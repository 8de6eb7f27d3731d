//! Zustand der Simulation (Einzelschritt / Free-Run).

use crate::core::EditCommand;
use crate::scan::CycleReport;
use std::collections::VecDeque;

/// Betriebsart der Simulation.
#[derive(Debug, Clone, Copy, Default, PartialEq, Eq)]
pub enum SimulationMode {
    /// Zyklen nur auf Anforderung
    #[default]
    Stopped,
    /// Zyklen im Takt der Host-Ticks
    FreeRun,
}

/// Bearbeitung, die während des Free-Runs bis zum nächsten Zyklusende wartet.
#[derive(Debug, Clone, PartialEq, Eq)]
pub enum PendingEdit {
    /// Bearbeitungsbefehl
    Edit(EditCommand),
    /// Undo-Schritt
    Undo,
    /// Redo-Schritt
    Redo,
}

/// Laufzeitzustand der Simulation.
#[derive(Debug, Clone, Default)]
pub struct SimulationState {
    /// Betriebsart
    pub mode: SimulationMode,
    /// Anzahl ausgeführter Zyklen seit dem Laden
    pub cycle_count: u64,
    /// Bericht des letzten Zyklus
    pub last_report: Option<CycleReport>,
    pending: VecDeque<PendingEdit>,
    accumulated_ms: u64,
}

impl SimulationState {
    /// Erstellt einen gestoppten Zustand.
    pub fn new() -> Self {
        Self::default()
    }

    /// Gibt zurück, ob der Free-Run aktiv ist.
    pub fn is_running(&self) -> bool {
        self.mode == SimulationMode::FreeRun
    }

    /// Startet den Free-Run. Liefert `false`, wenn er schon lief.
    pub fn start(&mut self) -> bool {
        if self.is_running() {
            return false;
        }
        self.mode = SimulationMode::FreeRun;
        self.accumulated_ms = 0;
        true
    }

    /// Stoppt den Free-Run. Der letzte Zustand bleibt erhalten.
    pub fn stop(&mut self) -> bool {
        if !self.is_running() {
            return false;
        }
        self.mode = SimulationMode::Stopped;
        self.accumulated_ms = 0;
        true
    }

    /// Reiht eine Bearbeitung für das nächste Zyklusende ein.
    pub fn queue(&mut self, edit: PendingEdit) {
        self.pending.push_back(edit);
    }

    /// Entnimmt alle wartenden Bearbeitungen in Eingangsreihenfolge.
    pub fn take_pending(&mut self) -> Vec<PendingEdit> {
        self.pending.drain(..).collect()
    }

    /// Anzahl wartender Bearbeitungen.
    pub fn pending_len(&self) -> usize {
        self.pending.len()
    }

    /// Addiert Host-Zeit und liefert die Anzahl fälliger Zyklen.
    ///
    /// Mehr als `max_cycles` werden nicht nachgeholt, der Rest verfällt.
    pub fn advance(&mut self, elapsed_ms: u64, period_ms: u64, max_cycles: u32) -> u32 {
        let period = period_ms.max(1);
        self.accumulated_ms = self.accumulated_ms.saturating_add(elapsed_ms);
        let due = self.accumulated_ms / period;
        self.accumulated_ms %= period;
        if due > u64::from(max_cycles) {
            log::debug!("Free-Run: {} Zyklen verworfen", due - u64::from(max_cycles));
            return max_cycles;
        }
        due as u32
    }

    /// Setzt Zähler und Bericht zurück (neues Programm geladen).
    pub fn reset(&mut self) {
        self.mode = SimulationMode::Stopped;
        self.cycle_count = 0;
        self.last_report = None;
        self.pending.clear();
        self.accumulated_ms = 0;
    }

    /// Kurzfassung der Fehler des letzten Zyklus.
    pub fn fault_summary(&self) -> Vec<String> {
        self.last_report
            .as_ref()
            .map(|r| r.faults.iter().map(ToString::to_string).collect())
            .unwrap_or_default()
    }
}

=====

--- Task to complete ---
Copy each line of the material exactly as written.

--- Task solution ---
repository 8de6eb7f27d3731d
//! Zustand der Simulation (Einzelschritt / Free-Run).

use crate::core::EditCommand;
use crate::scan::CycleReport;
use std::collections::VecDeque;

/// Betriebsart der Simulation.
#[derive(Debug, Clone, Copy, Default, PartialEq, Eq)]
pub enum SimulationMode {
    /// Zyklen nur auf Anforderung
    #[default]
    Stopped,
    /// Zyklen im Takt der Host-Ticks
    FreeRun,
}

/// Bearbeitung, die während des Free-Runs bis zum nächsten Zyklusende wartet.
#[derive(Debug, Clone, PartialEq, Eq)]
pub enum PendingEdit {
    /// Bearbeitungsbefehl
    Edit(EditCommand),
    /// Undo-Schritt
    Undo,
    /// Redo-Schritt
    Redo,
}

/// Laufzeitzustand der Simulation.
#[derive(Debug, Clone, Default)]
pub struct SimulationState {
    /// Betriebsart
    pub mode: SimulationMode,
    /// Anzahl ausgeführter Zyklen seit dem Laden
    pub cycle_count: u64,
    /// Bericht des letzten Zyklus
    pub last_report: Option<CycleReport>,
    pending: VecDeque<PendingEdit>,
    accumulated_ms: u64,
}

impl SimulationState {
    /// Erstellt einen gestoppten Zustand.
    pub fn new() -> Self {
        Self::default()
    }

    /// Gibt zurück, ob der Free-Run aktiv ist.
    pub fn is_running(&self) -> bool {
        self.mode == SimulationMode::FreeRun
    }

    /// Startet den Free-Run. Liefert `false`, wenn er schon lief.
    pub fn start(&mut self) -> bool {
        if self.is_running() {
            return false;
        }
        self.mode = SimulationMode::FreeRun;
        self.accumulated_ms = 0;
        true
    }

    /// Stoppt den Free-Run. Der letzte Zustand bleibt erhalten.
    pub fn stop(&mut self) -> bool {
        if !self.is_running() {
            return false;
        }
        self.mode = SimulationMode::Stopped;
        self.accumulated_ms = 0;
        true
    }

    /// Reiht eine Bearbeitung für das nächste Zyklusende ein.
    pub fn queue(&mut self, edit: PendingEdit) {
        self.pending.push_back(edit);
    }

    /// Entnimmt alle wartenden Bearbeitungen in Eingangsreihenfolge.
    pub fn take_pending(&mut self) -> Vec<PendingEdit> {
        self.pending.drain(..).collect()
    }

    /// Anzahl wartender Bearbeitungen.
    pub fn pending_len(&self) -> usize {
        self.pending.len()
    }

    /// Addiert Host-Zeit und liefert die Anzahl fälliger Zyklen.
    ///
    /// Mehr als `max_cycles` werden nicht nachgeholt, der Rest verfällt.
    pub fn advance(&mut self, elapsed_ms: u64, period_ms: u64, max_cycles: u32) -> u32 {
        let period = period_ms.max(1);
        self.accumulated_ms = self.accumulated_ms.saturating_add(elapsed_ms);
        let due = self.accumulated_ms / period;
        self.accumulated_ms %= period;
        if due > u64::from(max_cycles) {
            log::debug!("Free-Run: {} Zyklen verworfen", due - u64::from(max_cycles));
            return max_cycles;
        }
        due as u32
    }

    /// Setzt Zähler und Bericht zurück (neues Programm geladen).
    pub fn reset(&mut self) {
        self.mode = SimulationMode::Stopped;
        self.cycle_count = 0;
        self.last_report = None;
        self.pending.clear();
        self.accumulated_ms = 0;
    }

    /// Kurzfassung der Fehler des letzten Zyklus.
    pub fn fault_summary(&self) -> Vec<String> {
        self.last_report
            .as_ref()
            .map(|r| r.faults.iter().map(ToString::to_string).collect())
            .unwrap_or_default()
    }
}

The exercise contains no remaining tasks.